//! Result types produced by the statistic groups.

use chrono::TimeDelta;
use serde::{Serialize, Serializer};

use crate::dataset::City;
use crate::filter::{DayFilter, MonthFilter};

/// The most frequent value of a column and how often it occurred.
#[derive(Debug, Clone, PartialEq, Eq, Serialize)]
pub struct Mode<T> {
    pub value: T,
    pub count: usize,
}

/// One row of a frequency table.
#[derive(Debug, Clone, PartialEq, Eq, Serialize)]
pub struct ValueCount {
    pub value: String,
    pub count: usize,
}

/// Most frequent times of travel.
#[derive(Debug, Clone, PartialEq, Serialize)]
pub struct TimeStats {
    /// 1 = January.
    pub popular_month: Mode<u32>,
    pub popular_day: Mode<String>,
    pub popular_hour: Mode<u32>,
}

/// Most popular stations and trip.
#[derive(Debug, Clone, PartialEq, Serialize)]
pub struct StationStats {
    pub popular_start_station: Mode<String>,
    pub popular_end_station: Mode<String>,
    /// Start and end station joined by a single space.
    pub popular_route: Mode<String>,
}

/// Total and mean trip duration. Only exists for a non-empty trip set.
#[derive(Debug, Clone, PartialEq, Serialize)]
pub struct DurationStats {
    pub trip_count: usize,
    #[serde(rename = "total_seconds", serialize_with = "as_seconds")]
    pub total: TimeDelta,
    #[serde(rename = "mean_seconds", serialize_with = "as_seconds")]
    pub mean: TimeDelta,
}

fn as_seconds<S: Serializer>(d: &TimeDelta, serializer: S) -> Result<S::Ok, S::Error> {
    serializer.serialize_f64(d.num_milliseconds() as f64 / 1000.0)
}

#[derive(Debug, Clone, PartialEq, Eq, Serialize)]
pub struct BirthYearStats {
    pub earliest: i32,
    pub latest: i32,
    pub most_common: Mode<i32>,
}

/// Gender and birth-year statistics, for datasets that carry those columns.
#[derive(Debug, Clone, PartialEq, Eq, Serialize)]
pub struct Demographics {
    pub genders: Vec<ValueCount>,
    /// `None` when no trip has a usable birth year.
    pub birth_years: Option<BirthYearStats>,
}

#[derive(Debug, Clone, PartialEq, Eq, Serialize)]
pub struct UserStats {
    pub user_types: Vec<ValueCount>,
    /// `None` when the dataset has no demographic columns.
    #[serde(skip_serializing_if = "Option::is_none")]
    pub demographics: Option<Demographics>,
}

/// Everything computed for one city and filter selection.
///
/// A `None` group means there was no data to compute it from.
#[derive(Debug, Clone, PartialEq, Serialize)]
pub struct TripReport {
    pub city: City,
    pub month: MonthFilter,
    pub day: DayFilter,
    pub trip_count: usize,
    pub time: Option<TimeStats>,
    pub stations: Option<StationStats>,
    pub duration: Option<DurationStats>,
    pub users: UserStats,
}
//! Derives the month, weekday and hour of every trip from its start time.

use chrono::{Datelike, Timelike, Weekday};

use crate::dataset::TripRecord;

/// A loaded [`TripRecord`] plus the fields derived from its `start_time`.
///
/// Borrows the record, so the loaded dataset is never modified and can be
/// filtered again with different settings.
#[derive(Debug, Clone, Copy)]
pub struct Trip<'a> {
    pub record: &'a TripRecord,
    /// 1 = January.
    pub month: u32,
    pub day_of_week: Weekday,
    /// 0..=23
    pub hour: u32,
}

impl<'a> Trip<'a> {
    pub fn from_record(record: &'a TripRecord) -> Self {
        let start = record.start_time;
        Trip {
            record,
            month: start.month(),
            day_of_week: start.weekday(),
            hour: start.hour(),
        }
    }
}

pub fn normalize(records: &[TripRecord]) -> Vec<Trip<'_>> {
    records.iter().map(Trip::from_record).collect()
}

/// Calendar order, Monday first.
pub const WEEKDAYS: [Weekday; 7] = [
    Weekday::Mon,
    Weekday::Tue,
    Weekday::Wed,
    Weekday::Thu,
    Weekday::Fri,
    Weekday::Sat,
    Weekday::Sun,
];

/// Full English name of a weekday, e.g. `Monday`.
pub fn weekday_name(day: Weekday) -> &'static str {
    match day {
        Weekday::Mon => "Monday",
        Weekday::Tue => "Tuesday",
        Weekday::Wed => "Wednesday",
        Weekday::Thu => "Thursday",
        Weekday::Fri => "Friday",
        Weekday::Sat => "Saturday",
        Weekday::Sun => "Sunday",
    }
}

#[cfg(test)]
mod tests {
    use super::*;
    use chrono::NaiveDateTime;

    fn record(start: &str, end: &str) -> TripRecord {
        let parse = |s| NaiveDateTime::parse_from_str(s, "%Y-%m-%d %H:%M:%S").unwrap();
        TripRecord {
            start_time: parse(start),
            end_time: parse(end),
            start_station: "A".into(),
            end_station: "B".into(),
            user_type: "Subscriber".into(),
            gender: None,
            birth_year: None,
        }
    }

    #[test]
    fn test_derived_fields_come_from_start_time() {
        // Ends on a different month, day and hour than it starts.
        let records = vec![record("2017-01-31 23:50:00", "2017-02-01 00:20:00")];
        let trips = normalize(&records);

        assert_eq!(trips.len(), 1);
        assert_eq!(trips[0].month, 1);
        assert_eq!(trips[0].day_of_week, Weekday::Tue);
        assert_eq!(trips[0].hour, 23);
    }

    #[test]
    fn test_normalize_keeps_order_and_records() {
        let records = vec![
            record("2017-01-02 08:00:00", "2017-01-02 08:15:00"),
            record("2017-06-04 14:00:00", "2017-06-04 14:05:00"),
        ];
        let trips = normalize(&records);

        assert!(std::ptr::eq(trips[0].record, &records[0]));
        assert!(std::ptr::eq(trips[1].record, &records[1]));
        assert_eq!(trips[1].month, 6);
        assert_eq!(weekday_name(trips[1].day_of_week), "Sunday");
    }
}
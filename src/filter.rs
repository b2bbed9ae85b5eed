//! Narrowing a normalized trip set by month and/or day of week.
//!
//! Both axes are independent and compose by conjunction; `all` disables an axis.

use std::fmt;
use std::str::FromStr;

use chrono::Weekday;
use serde::{Serialize, Serializer};

use crate::dataset::City;
use crate::error::BikeshareError;
use crate::normalize::{Trip, WEEKDAYS, weekday_name};

/// Month names accepted by the month filter. Position + 1 is the month number.
pub const MONTHS: [&str; 6] = ["january", "february", "march", "april", "may", "june"];

#[derive(Debug, Clone, Copy, PartialEq, Eq)]
pub enum MonthFilter {
    All,
    /// 1-based month number within [`MONTHS`].
    Only(u32),
}

impl MonthFilter {
    pub fn matches(&self, trip: &Trip<'_>) -> bool {
        match self {
            MonthFilter::All => true,
            MonthFilter::Only(m) => trip.month == *m,
        }
    }
}

impl FromStr for MonthFilter {
    type Err = BikeshareError;

    fn from_str(s: &str) -> Result<Self, Self::Err> {
        let wanted = s.trim().to_lowercase();
        if wanted == "all" {
            return Ok(MonthFilter::All);
        }
        MONTHS
            .iter()
            .position(|m| *m == wanted)
            .map(|i| MonthFilter::Only(i as u32 + 1))
            .ok_or(BikeshareError::InvalidFilter {
                axis: "month",
                value: wanted,
            })
    }
}

impl fmt::Display for MonthFilter {
    fn fmt(&self, f: &mut fmt::Formatter<'_>) -> fmt::Result {
        match self {
            MonthFilter::All => f.write_str("all"),
            MonthFilter::Only(m) => {
                let name = (*m as usize)
                    .checked_sub(1)
                    .and_then(|i| MONTHS.get(i))
                    .copied()
                    .unwrap_or("unknown");
                f.write_str(name)
            }
        }
    }
}

#[derive(Debug, Clone, Copy, PartialEq, Eq)]
pub enum DayFilter {
    All,
    Only(Weekday),
}

impl DayFilter {
    pub fn matches(&self, trip: &Trip<'_>) -> bool {
        match self {
            DayFilter::All => true,
            DayFilter::Only(day) => trip.day_of_week == *day,
        }
    }
}

impl FromStr for DayFilter {
    type Err = BikeshareError;

    fn from_str(s: &str) -> Result<Self, Self::Err> {
        let wanted = s.trim().to_lowercase();
        if wanted == "all" {
            return Ok(DayFilter::All);
        }
        WEEKDAYS
            .into_iter()
            .find(|d| weekday_name(*d).eq_ignore_ascii_case(&wanted))
            .map(DayFilter::Only)
            .ok_or(BikeshareError::InvalidFilter {
                axis: "day",
                value: wanted,
            })
    }
}

impl fmt::Display for DayFilter {
    fn fmt(&self, f: &mut fmt::Formatter<'_>) -> fmt::Result {
        match self {
            DayFilter::All => f.write_str("all"),
            DayFilter::Only(day) => f.write_str(&weekday_name(*day).to_lowercase()),
        }
    }
}

macro_rules! serialize_as_display {
    ($ty:ty) => {
        impl Serialize for $ty {
            fn serialize<S: Serializer>(&self, serializer: S) -> Result<S::Ok, S::Error> {
                serializer.collect_str(self)
            }
        }
    };
}

serialize_as_display!(MonthFilter);
serialize_as_display!(DayFilter);

/// The city and filter axes chosen for one session iteration.
#[derive(Debug, Clone, Copy, PartialEq, Eq)]
pub struct FilterSpec {
    pub city: City,
    pub month: MonthFilter,
    pub day: DayFilter,
}

impl FilterSpec {
    pub fn new(city: City, month: MonthFilter, day: DayFilter) -> Self {
        Self { city, month, day }
    }
}

/// Keeps the trips matching both axes, preserving input order.
pub fn filter_trips<'a>(trips: &[Trip<'a>], month: MonthFilter, day: DayFilter) -> Vec<Trip<'a>> {
    trips
        .iter()
        .filter(|t| month.matches(t) && day.matches(t))
        .copied()
        .collect()
}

────────────────────

### [Try it]
Would you copy out every line in the records that includes the string "return"?

### [Task response]
            return Ok(MonthFilter::All);
            return Ok(DayFilter::All);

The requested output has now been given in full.